> _Work task_:
The answer is all of the data, repeated exactly.

─── Supplied records ───

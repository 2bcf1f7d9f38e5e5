//! Session controller.
//!
//! Owns one playthrough: the current grid, cumulative score, elapsed time and
//! the Active/Terminal status. The grid engine itself stays stateless.

use serde::{Serialize, Deserialize};
use rand::Rng;

use crate::game::error::SessionError;
use crate::game::grid::Grid;
use crate::game::systems::{is_terminal, move_grid, seed_grid, spawn_random_tile};
use crate::game::types::{Direction, GameMode, MergeMask};

#[derive(Debug, Clone, Copy, PartialEq, Eq, Serialize, Deserialize)]
pub enum GameStatus {
    Active,
    Terminal,
}

#[derive(Debug, Clone, Copy, PartialEq, Eq, Serialize, Deserialize)]
pub enum SubmissionState {
    NotSubmitted,
    Pending,
    Submitted,
}

/// What a single move did to the session.
#[derive(Debug, Clone, Copy, PartialEq, Eq)]
pub struct MoveOutcome {
    pub changed: bool,
    pub gained_score: u64,
    pub game_over: bool,
}

/// Score and duration of a completed session, handed to the ledger.
/// `run` is the playthrough number within the session.
#[derive(Debug, Clone, Copy, PartialEq, Eq, Serialize, Deserialize)]
pub struct FinishedRun {
    pub run: u64,
    pub score: u64,
    pub elapsed_secs: u64,
}

#[derive(Debug, Clone, Serialize, Deserialize)]
pub struct GameState {
    pub mode: GameMode,
    pub grid: Grid,
    pub merged: MergeMask,
    pub score: u64,
    pub best_score: u64,
    pub elapsed_secs: u64,
    pub time_limit: Option<u64>,
    pub timer_active: bool,
    pub status: GameStatus,
    pub moves: u32,
    pub run: u64,
    pub submission: SubmissionState,
}

impl GameState {
    /// Start a session for `mode`, seeding the grid with the initial tiles.
    /// `best_score` is the best score known from the ledger.
    pub fn new<R: Rng + ?Sized>(mode: GameMode, best_score: u64, rng: &mut R) -> Self {
        Self::with_time_limit(mode, mode.time_limit(), best_score, rng)
    }

    pub fn with_time_limit<R: Rng + ?Sized>(
        mode: GameMode,
        time_limit: Option<u64>,
        best_score: u64,
        rng: &mut R,
    ) -> Self {
        let size = mode.grid_size();
        GameState {
            mode,
            grid: seed_grid(size, rng),
            merged: MergeMask::clear(size),
            score: 0,
            best_score,
            elapsed_secs: 0,
            time_limit,
            timer_active: false,
            status: GameStatus::Active,
            moves: 0,
            run: 0,
            submission: SubmissionState::NotSubmitted,
        }
    }

    pub fn is_over(&self) -> bool {
        self.status == GameStatus::Terminal
    }

    /// Apply a move, spawning a tile only if the grid changed.
    pub fn apply_move<R: Rng + ?Sized>(&mut self, direction: Direction, rng: &mut R) -> Result<MoveOutcome, SessionError> {
        if self.is_over() {
            return Err(SessionError::GameOver);
        }
        self.timer_active = true;

        let result = move_grid(&self.grid, direction);
        if !result.changed(&self.grid) {
            self.merged = MergeMask::clear(self.grid.size());
            return Ok(MoveOutcome { changed: false, gained_score: 0, game_over: false });
        }

        self.grid = spawn_random_tile(&result.grid, rng);
        self.merged = result.merged;
        self.score = self.score.saturating_add(result.gained_score);
        self.best_score = self.best_score.max(self.score);
        self.moves += 1;

        if is_terminal(&self.grid) {
            self.finish();
        }

        Ok(MoveOutcome {
            changed: true,
            gained_score: result.gained_score,
            game_over: self.is_over(),
        })
    }

    /// Advance the session clock by one second. Returns true if the state changed.
    pub fn tick(&mut self) -> bool {
        if self.is_over() || !self.timer_active {
            return false;
        }
        self.elapsed_secs += 1;
        if let Some(limit) = self.time_limit {
            if self.elapsed_secs >= limit {
                self.finish();
            }
        }
        true
    }

    fn finish(&mut self) {
        self.status = GameStatus::Terminal;
        self.timer_active = false;
    }

    pub fn finished_run(&self) -> Option<FinishedRun> {
        if self.is_over() {
            Some(FinishedRun { run: self.run, score: self.score, elapsed_secs: self.elapsed_secs })
        } else {
            None
        }
    }

    /// Mark the run as being submitted. Fails if the game is still running
    /// or the run was already submitted (or is being submitted).
    pub fn begin_submission(&mut self) -> Result<FinishedRun, SessionError> {
        let run = self.finished_run().ok_or(SessionError::NotFinished)?;
        match self.submission {
            SubmissionState::NotSubmitted => {
                self.submission = SubmissionState::Pending;
                Ok(run)
            }
            SubmissionState::Pending | SubmissionState::Submitted => Err(SessionError::AlreadySubmitted),
        }
    }

    /// Record the ledger's answer for `run`. A failed submission may be retried.
    ///
    /// Returns false when the answer belongs to a run that has since been
    /// restarted, in which case the state is left untouched.
    pub fn complete_submission(&mut self, run: u64, success: bool) -> bool {
        if run != self.run || self.submission != SubmissionState::Pending {
            return false;
        }
        self.submission = if success {
            SubmissionState::Submitted
        } else {
            SubmissionState::NotSubmitted
        };
        true
    }

    /// Discard the current run and start over in the same mode.
    pub fn reset<R: Rng + ?Sized>(&mut self, rng: &mut R) {
        let best_score = self.best_score.max(self.score);
        let run = self.run + 1;
        *self = GameState::with_time_limit(self.mode, self.time_limit, best_score, rng);
        self.run = run;
    }
}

───

> _Task solution_:
repository 2bcf1f7d9f38e5e5
//! Session controller.
//!
//! Owns one playthrough: the current grid, cumulative score, elapsed time and
//! the Active/Terminal status. The grid engine itself stays stateless.

use serde::{Serialize, Deserialize};
use rand::Rng;

use crate::game::error::SessionError;
use crate::game::grid::Grid;
use crate::game::systems::{is_terminal, move_grid, seed_grid, spawn_random_tile};
use crate::game::types::{Direction, GameMode, MergeMask};

#[derive(Debug, Clone, Copy, PartialEq, Eq, Serialize, Deserialize)]
pub enum GameStatus {
    Active,
    Terminal,
}

#[derive(Debug, Clone, Copy, PartialEq, Eq, Serialize, Deserialize)]
pub enum SubmissionState {
    NotSubmitted,
    Pending,
    Submitted,
}

/// What a single move did to the session.
#[derive(Debug, Clone, Copy, PartialEq, Eq)]
pub struct MoveOutcome {
    pub changed: bool,
    pub gained_score: u64,
    pub game_over: bool,
}

/// Score and duration of a completed session, handed to the ledger.
/// `run` is the playthrough number within the session.
#[derive(Debug, Clone, Copy, PartialEq, Eq, Serialize, Deserialize)]
pub struct FinishedRun {
    pub run: u64,
    pub score: u64,
    pub elapsed_secs: u64,
}

#[derive(Debug, Clone, Serialize, Deserialize)]
pub struct GameState {
    pub mode: GameMode,
    pub grid: Grid,
    pub merged: MergeMask,
    pub score: u64,
    pub best_score: u64,
    pub elapsed_secs: u64,
    pub time_limit: Option<u64>,
    pub timer_active: bool,
    pub status: GameStatus,
    pub moves: u32,
    pub run: u64,
    pub submission: SubmissionState,
}

impl GameState {
    /// Start a session for `mode`, seeding the grid with the initial tiles.
    /// `best_score` is the best score known from the ledger.
    pub fn new<R: Rng + ?Sized>(mode: GameMode, best_score: u64, rng: &mut R) -> Self {
        Self::with_time_limit(mode, mode.time_limit(), best_score, rng)
    }

    pub fn with_time_limit<R: Rng + ?Sized>(
        mode: GameMode,
        time_limit: Option<u64>,
        best_score: u64,
        rng: &mut R,
    ) -> Self {
        let size = mode.grid_size();
        GameState {
            mode,
            grid: seed_grid(size, rng),
            merged: MergeMask::clear(size),
            score: 0,
            best_score,
            elapsed_secs: 0,
            time_limit,
            timer_active: false,
            status: GameStatus::Active,
            moves: 0,
            run: 0,
            submission: SubmissionState::NotSubmitted,
        }
    }

    pub fn is_over(&self) -> bool {
        self.status == GameStatus::Terminal
    }

    /// Apply a move, spawning a tile only if the grid changed.
    pub fn apply_move<R: Rng + ?Sized>(&mut self, direction: Direction, rng: &mut R) -> Result<MoveOutcome, SessionError> {
        if self.is_over() {
            return Err(SessionError::GameOver);
        }
        self.timer_active = true;

        let result = move_grid(&self.grid, direction);
        if !result.changed(&self.grid) {
            self.merged = MergeMask::clear(self.grid.size());
            return Ok(MoveOutcome { changed: false, gained_score: 0, game_over: false });
        }

        self.grid = spawn_random_tile(&result.grid, rng);
        self.merged = result.merged;
        self.score = self.score.saturating_add(result.gained_score);
        self.best_score = self.best_score.max(self.score);
        self.moves += 1;

        if is_terminal(&self.grid) {
            self.finish();
        }

        Ok(MoveOutcome {
            changed: true,
            gained_score: result.gained_score,
            game_over: self.is_over(),
        })
    }

    /// Advance the session clock by one second. Returns true if the state changed.
    pub fn tick(&mut self) -> bool {
        if self.is_over() || !self.timer_active {
            return false;
        }
        self.elapsed_secs += 1;
        if let Some(limit) = self.time_limit {
            if self.elapsed_secs >= limit {
                self.finish();
            }
        }
        true
    }

    fn finish(&mut self) {
        self.status = GameStatus::Terminal;
        self.timer_active = false;
    }

    pub fn finished_run(&self) -> Option<FinishedRun> {
        if self.is_over() {
            Some(FinishedRun { run: self.run, score: self.score, elapsed_secs: self.elapsed_secs })
        } else {
            None
        }
    }

    /// Mark the run as being submitted. Fails if the game is still running
    /// or the run was already submitted (or is being submitted).
    pub fn begin_submission(&mut self) -> Result<FinishedRun, SessionError> {
        let run = self.finished_run().ok_or(SessionError::NotFinished)?;
        match self.submission {
            SubmissionState::NotSubmitted => {
                self.submission = SubmissionState::Pending;
                Ok(run)
            }
            SubmissionState::Pending | SubmissionState::Submitted => Err(SessionError::AlreadySubmitted),
        }
    }

    /// Record the ledger's answer for `run`. A failed submission may be retried.
    ///
    /// Returns false when the answer belongs to a run that has since been
    /// restarted, in which case the state is left untouched.
    pub fn complete_submission(&mut self, run: u64, success: bool) -> bool {
        if run != self.run || self.submission != SubmissionState::Pending {
            return false;
        }
        self.submission = if success {
            SubmissionState::Submitted
        } else {
            SubmissionState::NotSubmitted
        };
        true
    }

    /// Discard the current run and start over in the same mode.
    pub fn reset<R: Rng + ?Sized>(&mut self, rng: &mut R) {
        let best_score = self.best_score.max(self.score);
        let run = self.run + 1;
        *self = GameState::with_time_limit(self.mode, self.time_limit, best_score, rng);
        self.run = run;
    }
}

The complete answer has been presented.